Mas, provavelmente, esta será uma das eleições mais difíceis das últimas décadas. O que está em jogo não são apenas as diferenças ideológicas e partidárias. É a reconstrução do país. E a reconstrução do que foi destruído passa necessariamente pela construção de um pacto em defesa da democracia, que, para se viabilizar, deve incluir a esquerda, amplos setores do campo democrático e, também, a centro direita não fascista, de forma que possamos estabelecer novas formas de convivência e uma base de apoio no Congresso Nacional e na sociedade brasileira.
A possibilidade de termos este ano a chapa Lula Presidente e Alckmin vice-presidente preenche este cenário de reconstrução e fortalecimento da democracia.
Minha principal divergência em relação ao ex-governador Alckmin está em relação a sua visão de segurança pública. Não acredito, porém, que este setor ficará a seu cargo. Vale registrar, ainda, que a divergência existente não impediu que por duas vezes o ex-governador tenha me nomeado para Ouvidor da Polícia do estado de São Paulo e tenha respaldado todas as ações da Ouvidoria da Polícia, assim como fizera Mario Covas.
Por outro lado, a chapa Lula e Alckmin abre a possibilidade de Fernando Haddad disputar para ganhar a eleição para o governo do Estado de São Paulo, após quase três décadas de governos do PSDB.
Temos que ser coerentes nas narrativas e nas práticas políticas. A violência policial letal contra a população negra em governos administrados pelo PT (Bahia e Ceará) pelo campo democrático como Pernambuco (PSB), por exemplo, é maior, proporcionalmente, que a registrada nos governos de ex-governador Alckmin.

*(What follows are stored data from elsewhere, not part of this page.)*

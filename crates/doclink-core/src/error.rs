//! Error types for doclink-core

/// Result type for doclink-core operations
pub type Result<T> = std::result::Result<T, Error>;

/// Errors that can occur in doclink-core operations
#[derive(Debug, thiserror::Error)]
pub enum Error {
    /// The document service has no binding with this id
    #[error("Binding not found: {id}")]
    BindingNotFound { id: String },

    /// The document service rejected a mutation due to stale state. The
    /// caller should re-fetch the binding and retry the operator call once.
    #[error("Conflict updating binding {id}: {reason}")]
    Conflict { id: String, reason: String },

    /// Transport failure talking to the document service
    #[error("Network error: {0}")]
    Network(String),

    /// The anchor commit's content could not be retrieved; there is nothing
    /// to compare a head fetch against
    #[error("Content unavailable at anchor commit {commit_id}")]
    ContentUnavailable {
        commit_id: String,
        #[source]
        source: doclink_github::Error,
    },

    /// Migration was invoked before the owning document existed
    #[error("Migration requires a document id")]
    MissingDocumentId,

    /// Source-control host error
    #[error(transparent)]
    Host(#[from] doclink_github::Error),
}
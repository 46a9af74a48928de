//! Binding entity and its persisted layout

use chrono::{DateTime, Utc};
use serde::{Deserialize, Serialize};

/// Freshness of a binding relative to its branch head, as persisted by the
/// document service.
///
/// The wire encoding is an integer enum (`1 = InSync`, `2 = OutOfSync`);
/// transient display states (loading, errored, unauthenticated) are never
/// persisted.
#[derive(Debug, Clone, Copy, PartialEq, Eq, Serialize, Deserialize)]
#[serde(into = "u8", try_from = "u8")]
pub enum SyncStatus {
    InSync = 1,
    OutOfSync = 2,
}

impl From<SyncStatus> for u8 {
    fn from(status: SyncStatus) -> Self {
        match status {
            SyncStatus::InSync => 1,
            SyncStatus::OutOfSync => 2,
        }
    }
}

impl TryFrom<u8> for SyncStatus {
    type Error = String;

    fn try_from(value: u8) -> Result<Self, Self::Error> {
        match value {
            1 => Ok(Self::InSync),
            2 => Ok(Self::OutOfSync),
            other => Err(format!("invalid sync status code: {other}")),
        }
    }
}

/// Coordinates addressing a contiguous line range of a file at a commit.
///
/// Lines are inclusive and 1-indexed. `end_line: None` means "rest of file".
/// `start_line > end_line` is tolerated: the content fetcher falls back to
/// the full file rather than erroring.
#[derive(Debug, Clone, PartialEq, Eq, Serialize, Deserialize)]
pub struct Coordinates {
    pub owner: String,
    pub repo: String,
    pub branch: String,
    pub path: String,
    /// The anchor commit: the commit the binding was last synced to.
    #[serde(rename = "commit_sha")]
    pub commit_id: String,
    pub start_line: u32,
    #[serde(default)]
    pub end_line: Option<u32>,
}

impl Coordinates {
    /// Same file on the same branch, re-anchored to a different commit.
    pub fn at_commit(&self, commit_id: impl Into<String>) -> Self {
        Self {
            commit_id: commit_id.into(),
            ..self.clone()
        }
    }
}

/// The wholesale coordinate set sent to the document service on create and
/// update. A binding is never patched field-by-field; every mutation ships
/// this full shape.
#[derive(Debug, Clone, PartialEq, Eq, Serialize, Deserialize)]
pub struct BindingFields {
    #[serde(flatten)]
    pub coordinates: Coordinates,
    /// Correlation id of the in-document highlight this binding is tied to.
    pub mark_id: String,
    pub status: SyncStatus,
}

impl BindingFields {
    /// True for the payload of a transient node that was created with no
    /// target. Such a node never migrates; it is a permanent no-op.
    pub fn is_empty(&self) -> bool {
        self.coordinates.owner.is_empty()
            && self.coordinates.repo.is_empty()
            && self.coordinates.path.is_empty()
    }
}

/// A pre-persistence binding candidate: the same shape as [`BindingFields`]
/// but not yet owned by any document. It exists only until the legacy
/// migration adapter converts it into a durable [`Binding`].
pub type TransientPayload = BindingFields;

/// Persisted descriptor of a document-to-file link.
///
/// Owned by the document service; the in-memory copy is replaced wholesale
/// after every successful operator call, never merged.
#[derive(Debug, Clone, PartialEq, Eq, Serialize, Deserialize)]
pub struct Binding {
    pub id: String,
    pub document_id: String,
    #[serde(flatten)]
    pub coordinates: Coordinates,
    pub mark_id: String,
    /// Last-computed freshness. Derived, not authoritative: recomputed by a
    /// drift cycle on every load.
    pub status: SyncStatus,
    #[serde(default, skip_serializing_if = "Option::is_none")]
    pub modified: Option<DateTime<Utc>>,
    /// Login of the user who last changed the binding. Audit data owned by
    /// the document service, set on create and update.
    #[serde(default, skip_serializing_if = "Option::is_none")]
    pub last_updated_by: Option<String>,
}

impl Binding {
    /// Project the binding back into the wholesale update payload.
    pub fn fields(&self) -> BindingFields {
        BindingFields {
            coordinates: self.coordinates.clone(),
            mark_id: self.mark_id.clone(),
            status: self.status,
        }
    }
}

Isso não significa dizer que as taxas de letalidade policial em São Paulo nos seus governos não fossem altíssimas, e uma questão fundamental a ser enfrentada. Mas, significa que mesmo nos governos estaduais da esquerda e do campo democrático não foi criado nada de novo para diminuir o preconceito histórica das polícias contra pobres e negros, que são as principais vítimas da violência policial letal.
O grande legado que temos na segurança pública foi de iniciativa do governo federal, com a criação do Programa Nacional de Segurança Pública com Cidadania - PRONASCI, no governo Lula, sob a liderança do ex-ministro Tarso Genro. Trata-se do único programa federal que incluiu os municípios e a prevenção na lógica da segurança pública, apesar de não ter avançado em reformas constitucionais, e não ter induzido reformas infraconstitucionais nos Estados e no Distrito Federal.

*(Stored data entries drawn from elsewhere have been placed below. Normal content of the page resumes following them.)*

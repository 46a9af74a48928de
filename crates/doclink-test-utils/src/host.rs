//! In-memory source-control host

use std::collections::{HashMap, HashSet};
use std::sync::{Arc, Mutex, PoisonError};

use async_trait::async_trait;
use base64::Engine as _;
use base64::engine::general_purpose::STANDARD;
use tokio::sync::Notify;

use doclink_github::{AccessToken, BranchInfo, Error, FileContent, Result, SourceHost};

type FileKey = (String, String, String, String);
type BranchKey = (String, String, String);

#[derive(Default)]
struct HostState {
    /// Plain text per (owner, repo, path, commit); encoded on serve
    files: HashMap<FileKey, String>,
    /// Files that serve an undecodable payload
    corrupt: HashSet<FileKey>,
    branches: HashMap<BranchKey, String>,
    /// file_at_commit calls per commit id
    fetch_counts: HashMap<String, usize>,
    required_token: Option<String>,
    /// One-shot gate: the next branch_head call parks until notified
    branch_gate: Option<Arc<Notify>>,
}

/// In-memory [`SourceHost`] with fetch counters and one-shot async gates
/// for ordering tests.
#[derive(Default)]
pub struct FakeSourceHost {
    state: Mutex<HostState>,
}

impl FakeSourceHost {
    pub fn new() -> Self {
        Self::default()
    }

    pub fn put_file(&self, owner: &str, repo: &str, path: &str, commit_id: &str, text: &str) {
        self.lock().files.insert(
            file_key(owner, repo, path, commit_id),
            text.to_string(),
        );
    }

    /// Serve an undecodable payload for this file version.
    pub fn corrupt_file(&self, owner: &str, repo: &str, path: &str, commit_id: &str) {
        self.lock()
            .corrupt
            .insert(file_key(owner, repo, path, commit_id));
    }

    pub fn set_branch_head(&self, owner: &str, repo: &str, branch: &str, commit_id: &str) {
        self.lock().branches.insert(
            (owner.to_string(), repo.to_string(), branch.to_string()),
            commit_id.to_string(),
        );
    }

    /// Reject every call whose token does not match `secret`.
    pub fn require_token(&self, secret: &str) {
        self.lock().required_token = Some(secret.to_string());
    }

    /// Number of `file_at_commit` calls seen for a commit.
    pub fn fetch_count(&self, commit_id: &str) -> usize {
        self.lock()
            .fetch_counts
            .get(commit_id)
            .copied()
            .unwrap_or(0)
    }

    /// Park the next `branch_head` call until the returned handle is
    /// notified. Later calls pass through ungated.
    pub fn gate_next_branch_head(&self) -> Arc<Notify> {
        let gate = Arc::new(Notify::new());
        self.lock().branch_gate = Some(gate.clone());
        gate
    }

    fn lock(&self) -> std::sync::MutexGuard<'_, HostState> {
        self.state.lock().unwrap_or_else(PoisonError::into_inner)
    }

    fn check_token(&self, token: &AccessToken) -> Result<()> {
        let state = self.lock();
        match &state.required_token {
            Some(required) if token.secret() != required => Err(Error::Unauthenticated),
            _ => Ok(()),
        }
    }
}

#[async_trait]
impl SourceHost for FakeSourceHost {
    async fn file_at_commit(
        &self,
        token: &AccessToken,
        owner: &str,
        repo: &str,
        path: &str,
        commit_id: &str,
    ) -> Result<FileContent> {
        self.check_token(token)?;

        let key = file_key(owner, repo, path, commit_id);
        let mut state = self.lock();
        *state.fetch_counts.entry(commit_id.to_string()).or_insert(0) += 1;

        if state.corrupt.contains(&key) {
            return Ok(FileContent {
                content: "!!!not-base64!!!".to_string(),
            });
        }
        match state.files.get(&key) {
            Some(text) => Ok(FileContent {
                content: STANDARD.encode(text),
            }),
            None => Err(Error::NotFound(format!("{path}@{commit_id}"))),
        }
    }

    async fn branch_head(
        &self,
        token: &AccessToken,
        owner: &str,
        repo: &str,
        branch: &str,
    ) -> Result<BranchInfo> {
        self.check_token(token)?;

        // Resolve the answer before parking so a gated call released later
        // returns the state it saw when it was issued, not the latest state.
        let (gate, result) = {
            let mut state = self.lock();
            let gate = state.branch_gate.take();
            let result = state
                .branches
                .get(&(owner.to_string(), repo.to_string(), branch.to_string()))
                .cloned();
            (gate, result)
        };

        if let Some(gate) = gate {
            gate.notified().await;
        }

        match result {
            Some(commit_id) => Ok(BranchInfo { commit_id }),
            None => Err(Error::NotFound(format!("{owner}/{repo}@{branch}"))),
        }
    }
}

fn file_key(owner: &str, repo: &str, path: &str, commit_id: &str) -> FileKey {
    (
        owner.to_string(),
        repo.to_string(),
        path.to_string(),
        commit_id.to_string(),
    )
}
//! End-to-end scenarios through the full binding lifecycle:
//! migrate a legacy payload, open a session, observe drift, review the
//! diff, sync to head, and unlink.

use std::sync::Arc;

use doclink_core::{
    BindingSession, DriftDetector, Migrator, NodeRef, SessionContext, SyncState,
};
use doclink_github::ContentFetcher;
use doclink_test_utils::{
    FakeDocumentService, FakeSourceHost, FakeTree, RecordingListener, StaticAuth,
    sample_coordinates, sample_fields,
};
use doclink_types::{Binding, SyncStatus};
use pretty_assertions::assert_eq;

struct World {
    host: Arc<FakeSourceHost>,
    documents: Arc<FakeDocumentService>,
    tree: Arc<FakeTree>,
    listener: Arc<RecordingListener>,
}

impl World {
    fn new() -> Self {
        Self {
            host: Arc::new(FakeSourceHost::new()),
            documents: Arc::new(FakeDocumentService::new()),
            tree: Arc::new(FakeTree::new()),
            listener: Arc::new(RecordingListener::new()),
        }
    }

    fn context(&self) -> SessionContext {
        SessionContext::new(
            DriftDetector::new(ContentFetcher::new(self.host.clone())),
            self.documents.clone(),
            self.tree.clone(),
            Arc::new(StaticAuth::token("t")),
        )
        .with_listener(self.listener.clone())
    }

    fn put_main_file(&self, commit_id: &str, text: &str) {
        self.host
            .put_file("octocat", "hello-world", "src/lib.rs", commit_id, text);
    }

    fn set_head(&self, commit_id: &str) {
        self.host
            .set_branch_head("octocat", "hello-world", "main", commit_id);
    }
}

/// A file whose lines 1..=9 are filler and lines 10..=12 are the given
/// three lines.
fn file_with_window(l10: &str, l11: &str, l12: &str) -> String {
    let mut lines: Vec<String> = (1..=9).map(|i| format!("filler{i}")).collect();
    lines.push(l10.to_string());
    lines.push(l11.to_string());
    lines.push(l12.to_string());
    lines.join("\n")
}

#[tokio::test]
async fn scenario_drift_in_bound_window() {
    // Anchor c1 has lines 10-12 = a/b/c; head c2 has a/b/C. The detector
    // must flag drift and hand back both slices for the diff view.
    let world = World::new();
    world.put_main_file("c1", &file_with_window("a", "b", "c"));
    world.put_main_file("c2", &file_with_window("a", "b", "C"));
    world.set_head("c2");
    world.documents.insert(Binding {
        id: "b-1".to_string(),
        document_id: "d-1".to_string(),
        coordinates: sample_coordinates("c1", 10, Some(12)),
        mark_id: "mark-1".to_string(),
        status: SyncStatus::InSync,
        modified: None,
        last_updated_by: None,
    });

    let session = BindingSession::open(world.context(), "d-1", "b-1", NodeRef::new("n-1"))
        .await
        .unwrap();

    assert_eq!(session.state(), SyncState::OutOfSync);
    let drift = session.last_drift().unwrap();
    assert!(!drift.in_sync);
    assert_eq!(drift.anchor_slice, "a\nb\nc");
    assert_eq!(drift.head_slice, "a\nb\nC");
    assert_eq!(drift.head_commit_id, "c2");
}

#[tokio::test]
async fn scenario_inverted_range_falls_back_to_full_file() {
    // start_line=5, end_line=3 against a 20-line file: all 20 lines come
    // back unsliced, and the check is not an error.
    let world = World::new();
    let text: String = (1..=20)
        .map(|i| format!("line{i}"))
        .collect::<Vec<_>>()
        .join("\n");
    world.put_main_file("c1", &text);
    world.set_head("c1");
    world.documents.insert(Binding {
        id: "b-1".to_string(),
        document_id: "d-1".to_string(),
        coordinates: sample_coordinates("c1", 5, Some(3)),
        mark_id: "mark-1".to_string(),
        status: SyncStatus::InSync,
        modified: None,
        last_updated_by: None,
    });

    let session = BindingSession::open(world.context(), "d-1", "b-1", NodeRef::new("n-1"))
        .await
        .unwrap();

    assert_eq!(session.state(), SyncState::InSync);
    let drift = session.last_drift().unwrap();
    assert_eq!(drift.anchor_slice, text);
    assert_eq!(drift.anchor_slice.lines().count(), 20);
}

#[tokio::test]
async fn scenario_sync_to_head_reconciles_drift() {
    let world = World::new();
    world.put_main_file("c1", &file_with_window("a", "b", "c"));
    world.put_main_file("c2", &file_with_window("a", "b", "C"));
    world.set_head("c2");
    world.documents.insert(Binding {
        id: "b-1".to_string(),
        document_id: "d-1".to_string(),
        coordinates: sample_coordinates("c1", 10, Some(12)),
        mark_id: "mark-1".to_string(),
        status: SyncStatus::InSync,
        modified: None,
        last_updated_by: None,
    });

    let session = BindingSession::open(world.context(), "d-1", "b-1", NodeRef::new("n-1"))
        .await
        .unwrap();
    assert_eq!(session.state(), SyncState::OutOfSync);

    let updated = session.sync_to_head().await.unwrap();

    // The new anchor is the head that was current just before the call,
    // and the follow-up cycle sees identical content
    assert_eq!(updated.coordinates.commit_id, "c2");
    assert_eq!(session.state(), SyncState::InSync);
    assert!(session.last_drift().unwrap().in_sync);
    assert_eq!(session.last_drift().unwrap().head_slice, "a\nb\nC");

    // The document service holds the rebased binding
    let persisted = world.documents.binding("b-1").unwrap();
    assert_eq!(persisted.coordinates.commit_id, "c2");
    assert_eq!(persisted.coordinates.start_line, 10);
    assert_eq!(persisted.coordinates.end_line, Some(12));
}

#[tokio::test]
async fn scenario_legacy_payload_becomes_live_binding() {
    // A transient, document-less payload migrates into a durable binding
    // once the document exists, and the new binding loads like any other.
    let world = World::new();
    world.put_main_file("c1", &file_with_window("a", "b", "c"));
    world.set_head("c1");

    let transient_node = NodeRef::new("legacy-node");
    world.tree.add_node(transient_node.clone());

    let migrator = Migrator::new(world.documents.clone(), world.tree.clone());
    let binding = migrator
        .migrate("d-1", &sample_fields("c1", 10, Some(12)), &transient_node)
        .await
        .unwrap()
        .expect("payload should migrate");

    assert!(!world.tree.contains_node(&transient_node));
    let binding_nodes = world.tree.binding_nodes();
    assert_eq!(binding_nodes.len(), 1);
    assert_eq!(binding_nodes[0].1, "d-1");
    assert_eq!(binding_nodes[0].2, binding.id);

    // A second mount must not migrate again
    let again = migrator
        .migrate("d-1", &sample_fields("c1", 10, Some(12)), &transient_node)
        .await
        .unwrap();
    assert!(again.is_none());
    assert_eq!(world.documents.binding_count(), 1);

    // The migrated binding behaves like a freshly linked one
    let session = BindingSession::open(
        world.context(),
        "d-1",
        &binding.id,
        binding_nodes[0].0.clone(),
    )
    .await
    .unwrap();
    assert_eq!(session.state(), SyncState::InSync);
    assert_eq!(session.last_drift().unwrap().anchor_slice, "a\nb\nc");
}

#[tokio::test]
async fn scenario_unlink_removes_binding_and_node() {
    let world = World::new();
    world.put_main_file("c1", &file_with_window("a", "b", "c"));
    world.set_head("c1");
    let node = NodeRef::new("n-1");
    world.tree.add_node(node.clone());
    world.documents.insert(Binding {
        id: "b-1".to_string(),
        document_id: "d-1".to_string(),
        coordinates: sample_coordinates("c1", 10, Some(12)),
        mark_id: "mark-1".to_string(),
        status: SyncStatus::InSync,
        modified: None,
        last_updated_by: None,
    });

    let session = BindingSession::open(world.context(), "d-1", "b-1", node.clone())
        .await
        .unwrap();
    session.delete().await.unwrap();

    assert_eq!(world.documents.binding_count(), 0);
    assert!(!world.tree.contains_node(&node));
    assert!(session.is_closed());
}

#[tokio::test]
async fn scenario_persisted_layout_round_trips_through_service_shape() {
    // The serialized form is what the document service stores: flat
    // coordinates, commit_sha naming, and integer status codes.
    let binding = Binding {
        id: "b-1".to_string(),
        document_id: "d-1".to_string(),
        coordinates: sample_coordinates("c1", 10, Some(12)),
        mark_id: "mark-1".to_string(),
        status: SyncStatus::OutOfSync,
        modified: None,
        last_updated_by: None,
    };

    let value = serde_json::to_value(&binding).unwrap();
    assert_eq!(value["owner"], "octocat");
    assert_eq!(value["commit_sha"], "c1");
    assert_eq!(value["start_line"], 10);
    assert_eq!(value["end_line"], 12);
    assert_eq!(value["mark_id"], "mark-1");
    assert_eq!(value["status"], 2);
    assert_eq!(value["document_id"], "d-1");

    let back: Binding = serde_json::from_value(value).unwrap();
    assert_eq!(back, binding);
}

Vou continuar defendendo a necessidade de termos no Brasil uma Polícia Democrática, Cidadã e Antirracista. Esta nova polícia será resultado de um amplo debate democrático e plural, envolvendo gestores, acadêmicos, empresários, o Congresso Nacional, profissionais da segurança pública e amplos setores da sociedade civil. A eleição da futura chapa Lula e Alckmin, que é uma resposta democrática e plural para vencermos o obscurantismo e o fascismo, não é um entrave a esse processo.
Ou a esquerda e o campo democrático tem a capacidade de dialogar e pactuar programaticamente com a centro direita, ou continuaremos sendo refém do fisiologismo que marca grande parte das relações políticas no Brasil.